Background & Summary

Gobies have evolved many distinctive morphological features. For example, their pelvic fins have healed to form a suction cup for clinging to rocks in case they are swept away by rapids1. The eel goby (Odontamblyopus rebecca) (Fig. 1), which belongs to the genus Odontamblyopus (Gobiidae: Amblyopinae)2, is an eel-like benthic burrowing fish that lives mainly in warm waters such as the South China Sea and the Indo-West Pacific3. As a new component of gobies named in 2003, O. rebecca has evolved even more fascinating features that include a unique eel-like body plan, particularly degenerated eyes, and a benthic lifestyle. In recent years, studies of O. rebecca have mainly focused on geographic distribution patterns4,5 and phylogeny based on mitochondrial genome data6. However, the unique phenotypic characteristics of O. rebecca and its molecular mechanism cannot be fully understood by analyzing the mitochondrial genome data alone. Therefore, a high-quality genome assembly to obtain an accurate annotation of the protein-coding genes as a basis for a full understanding of the genetic mechanism of the unique phenotypes is particularly important for O. rebecca.

Fig. 1
figure 1

Eel goby, O. rebecca collected from the intertidal zone of Zhangzhou, Fujian Province, China.

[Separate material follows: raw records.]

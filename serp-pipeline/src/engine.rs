//! Trait definition for pluggable search API backends.
//!
//! The collect pipeline only needs one capability from upstream: run a
//! keyword query and hand back the raw JSON payload. [`SearchBackend`]
//! captures that so the pipeline can be driven by SerpAPI in production
//! and by canned payloads in tests.

use crate::error::PipelineError;
use crate::types::SourceEngine;

/// Raw, unvalidated search API payload.
pub type RawResponse = serde_json::Value;

/// Paging parameters for a single upstream query.
#[derive(Debug, Clone, Copy, PartialEq, Eq)]
pub struct QueryParams {
    /// Number of results requested.
    pub result_count: u32,
    /// Index of the first requested result.
    pub offset: u32,
}

impl Default for QueryParams {
    fn default() -> Self {
        Self {
            result_count: 100,
            offset: 0,
        }
    }
}

/// A search API backend.
///
/// Implementations own their HTTP client and credentials. Any failure
/// (transport error, bad status, payload without organic results) is
/// returned as an error; the pipeline logs it and moves on to the next
/// keyword, so implementations never need to retry.
pub trait SearchBackend: Send + Sync {
    /// Run one query for `keyword` and return the raw payload.
    ///
    /// # Errors
    ///
    /// Returns [`PipelineError`] if the request fails or the payload
    /// carries no organic results.
    fn search(
        &self,
        keyword: &str,
        params: &QueryParams,
    ) -> impl std::future::Future<Output = Result<RawResponse, PipelineError>> + Send;

    /// Which engine the records from this backend are attributed to.
    fn engine_type(&self) -> SourceEngine;
}

#[cfg(test)]
mod tests {
    use super::*;
    use serde_json::json;

    /// A canned backend for testing trait bounds and async execution.
    struct MockBackend {
        payload: Option<RawResponse>,
    }

    impl SearchBackend for MockBackend {
        async fn search(
            &self,
            _keyword: &str,
            _params: &QueryParams,
        ) -> Result<RawResponse, PipelineError> {
            self.payload
                .clone()
                .ok_or_else(|| PipelineError::Http("mock backend failure".into()))
        }

        fn engine_type(&self) -> SourceEngine {
            SourceEngine::Google
        }
    }

    #[test]
    fn mock_backend_is_send_sync() {
        fn assert_send_sync<T: Send + Sync>() {}
        assert_send_sync::<MockBackend>();
    }

    #[test]
    fn default_params_request_first_hundred() {
        let params = QueryParams::default();
        assert_eq!(params.result_count, 100);
        assert_eq!(params.offset, 0);
    }

    #[tokio::test]
    async fn mock_backend_returns_payload() {
        let backend = MockBackend {
            payload: Some(json!({"organic_results": []})),
        };
        let raw = backend
            .search("test", &QueryParams::default())
            .await
            .expect("should succeed");
        assert!(raw["organic_results"].is_array());
    }

    #[tokio::test]
    async fn mock_backend_propagates_errors() {
        let backend = MockBackend { payload: None };
        let err = backend
            .search("test", &QueryParams::default())
            .await
            .unwrap_err();
        assert!(err.to_string().contains("mock backend failure"));
    }
}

In recent years, the rapid development of high-throughput sequencing technology and their gradual reduction in costs has made large-scale genome sequencing and assembly feasible in non-model taxa. Among them, next-generation sequencing (NGS) is highly accurate but is limited to short-read-length (typically 100 bp or 150 bp) sequencing and is thus not ideal for handling repetitive sequences. Meanwhile, third-generation sequencing (TGS) takes the advantage of long-read-length (typically 20–30 Kb) sequencing, but compromise in sequencing accuracy at single-base level7. Therefore, the prevailing genome-assembly strategy is to incorporate the merits of both sequencing technology by assembling the reference genome using TGS data while correcting assembly errors using NGS data. In combination with high-throughput chromosome conformation capture technology (Hi-C), the genome can be further assembled to the chromosome-level8. Such genome assembly strategy has been employed to address many important scientific problems in teleost fishes, to date9,10,11.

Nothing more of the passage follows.